[WHAT TO DO]:
Look through the lines below and extract each one that contains "DockerImage".
[Opening AVAILABLE DATA section]
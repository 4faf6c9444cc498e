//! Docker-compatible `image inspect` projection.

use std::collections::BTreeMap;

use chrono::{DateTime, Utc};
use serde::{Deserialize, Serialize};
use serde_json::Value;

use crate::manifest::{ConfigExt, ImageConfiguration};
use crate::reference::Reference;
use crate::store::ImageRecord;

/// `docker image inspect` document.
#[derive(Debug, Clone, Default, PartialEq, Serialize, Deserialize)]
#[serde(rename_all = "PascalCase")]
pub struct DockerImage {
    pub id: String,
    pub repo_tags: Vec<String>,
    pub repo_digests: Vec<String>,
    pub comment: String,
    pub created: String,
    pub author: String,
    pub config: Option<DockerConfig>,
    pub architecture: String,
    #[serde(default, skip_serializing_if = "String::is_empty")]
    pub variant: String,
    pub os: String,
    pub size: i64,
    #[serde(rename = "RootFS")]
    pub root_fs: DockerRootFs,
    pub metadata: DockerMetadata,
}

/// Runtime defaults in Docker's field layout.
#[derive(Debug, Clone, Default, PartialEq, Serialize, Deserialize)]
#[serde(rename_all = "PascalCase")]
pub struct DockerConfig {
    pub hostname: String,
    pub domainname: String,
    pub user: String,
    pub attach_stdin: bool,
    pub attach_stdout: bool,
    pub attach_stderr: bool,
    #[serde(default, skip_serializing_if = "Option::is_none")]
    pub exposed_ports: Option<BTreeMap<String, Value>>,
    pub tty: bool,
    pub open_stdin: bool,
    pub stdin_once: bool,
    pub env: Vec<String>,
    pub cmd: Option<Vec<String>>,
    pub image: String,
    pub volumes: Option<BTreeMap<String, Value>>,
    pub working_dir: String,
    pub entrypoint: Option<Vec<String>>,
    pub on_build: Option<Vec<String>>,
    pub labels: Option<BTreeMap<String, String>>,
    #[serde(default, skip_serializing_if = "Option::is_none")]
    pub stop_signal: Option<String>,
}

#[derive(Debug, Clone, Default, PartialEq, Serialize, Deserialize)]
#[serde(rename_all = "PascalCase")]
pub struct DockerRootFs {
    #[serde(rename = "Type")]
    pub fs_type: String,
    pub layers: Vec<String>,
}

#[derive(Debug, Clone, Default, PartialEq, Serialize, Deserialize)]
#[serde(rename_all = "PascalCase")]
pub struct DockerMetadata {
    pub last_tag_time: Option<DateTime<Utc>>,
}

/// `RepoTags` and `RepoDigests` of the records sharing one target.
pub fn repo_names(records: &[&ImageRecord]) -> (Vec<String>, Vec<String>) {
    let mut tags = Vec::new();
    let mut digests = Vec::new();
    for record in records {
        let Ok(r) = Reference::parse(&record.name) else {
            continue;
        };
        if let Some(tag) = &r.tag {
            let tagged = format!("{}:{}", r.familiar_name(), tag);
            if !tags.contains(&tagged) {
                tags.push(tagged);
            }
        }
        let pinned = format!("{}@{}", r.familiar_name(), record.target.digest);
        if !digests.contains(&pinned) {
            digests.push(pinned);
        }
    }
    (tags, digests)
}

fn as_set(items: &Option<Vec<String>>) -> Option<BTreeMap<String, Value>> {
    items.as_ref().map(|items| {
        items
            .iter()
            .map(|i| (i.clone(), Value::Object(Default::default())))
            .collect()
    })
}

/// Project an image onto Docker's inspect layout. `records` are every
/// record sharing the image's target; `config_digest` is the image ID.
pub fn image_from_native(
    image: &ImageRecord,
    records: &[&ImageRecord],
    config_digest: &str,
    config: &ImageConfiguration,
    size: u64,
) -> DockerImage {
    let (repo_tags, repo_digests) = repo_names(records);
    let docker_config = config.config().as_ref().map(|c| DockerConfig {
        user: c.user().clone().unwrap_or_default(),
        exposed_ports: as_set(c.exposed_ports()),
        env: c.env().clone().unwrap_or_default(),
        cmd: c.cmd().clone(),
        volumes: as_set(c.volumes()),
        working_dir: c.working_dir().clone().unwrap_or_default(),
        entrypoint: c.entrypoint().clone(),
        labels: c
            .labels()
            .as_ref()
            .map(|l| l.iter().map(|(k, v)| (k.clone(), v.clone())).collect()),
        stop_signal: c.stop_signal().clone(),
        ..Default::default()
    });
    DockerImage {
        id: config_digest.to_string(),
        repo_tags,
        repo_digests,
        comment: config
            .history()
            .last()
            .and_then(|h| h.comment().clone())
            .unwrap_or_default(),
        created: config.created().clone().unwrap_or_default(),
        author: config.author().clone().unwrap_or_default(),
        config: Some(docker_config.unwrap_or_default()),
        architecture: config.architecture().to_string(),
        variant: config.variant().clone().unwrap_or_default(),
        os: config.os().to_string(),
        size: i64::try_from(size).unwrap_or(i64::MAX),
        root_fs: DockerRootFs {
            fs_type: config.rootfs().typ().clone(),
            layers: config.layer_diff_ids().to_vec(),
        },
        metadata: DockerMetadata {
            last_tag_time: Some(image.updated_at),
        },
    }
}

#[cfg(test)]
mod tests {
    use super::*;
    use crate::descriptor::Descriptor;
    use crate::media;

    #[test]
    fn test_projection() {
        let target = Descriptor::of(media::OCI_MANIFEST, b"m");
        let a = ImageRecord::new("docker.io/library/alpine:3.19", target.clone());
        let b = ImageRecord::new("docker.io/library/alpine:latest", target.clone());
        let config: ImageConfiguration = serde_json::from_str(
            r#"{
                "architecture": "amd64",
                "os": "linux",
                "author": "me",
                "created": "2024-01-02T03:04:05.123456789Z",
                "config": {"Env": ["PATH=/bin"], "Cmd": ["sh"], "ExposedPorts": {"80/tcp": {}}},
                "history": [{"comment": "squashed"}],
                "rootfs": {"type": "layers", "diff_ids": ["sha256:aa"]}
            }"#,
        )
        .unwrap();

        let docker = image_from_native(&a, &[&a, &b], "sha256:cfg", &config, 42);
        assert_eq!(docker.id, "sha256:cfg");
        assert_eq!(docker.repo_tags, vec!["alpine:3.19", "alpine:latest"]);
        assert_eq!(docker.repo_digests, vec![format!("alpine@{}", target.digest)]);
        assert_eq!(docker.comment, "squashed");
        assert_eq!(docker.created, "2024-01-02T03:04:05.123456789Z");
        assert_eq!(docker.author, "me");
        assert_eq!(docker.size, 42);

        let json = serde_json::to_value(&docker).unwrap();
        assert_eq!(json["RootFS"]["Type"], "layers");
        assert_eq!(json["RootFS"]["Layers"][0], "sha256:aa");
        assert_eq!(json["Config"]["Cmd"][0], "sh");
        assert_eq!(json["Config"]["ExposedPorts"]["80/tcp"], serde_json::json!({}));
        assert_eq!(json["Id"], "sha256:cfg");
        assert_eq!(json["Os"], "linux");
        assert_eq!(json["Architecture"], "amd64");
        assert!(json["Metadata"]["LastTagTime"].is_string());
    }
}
[Closing AVAILABLE DATA section]
[RESULT OF THIS EXERCISE]:
pub struct DockerImage {
) -> DockerImage {
    DockerImage {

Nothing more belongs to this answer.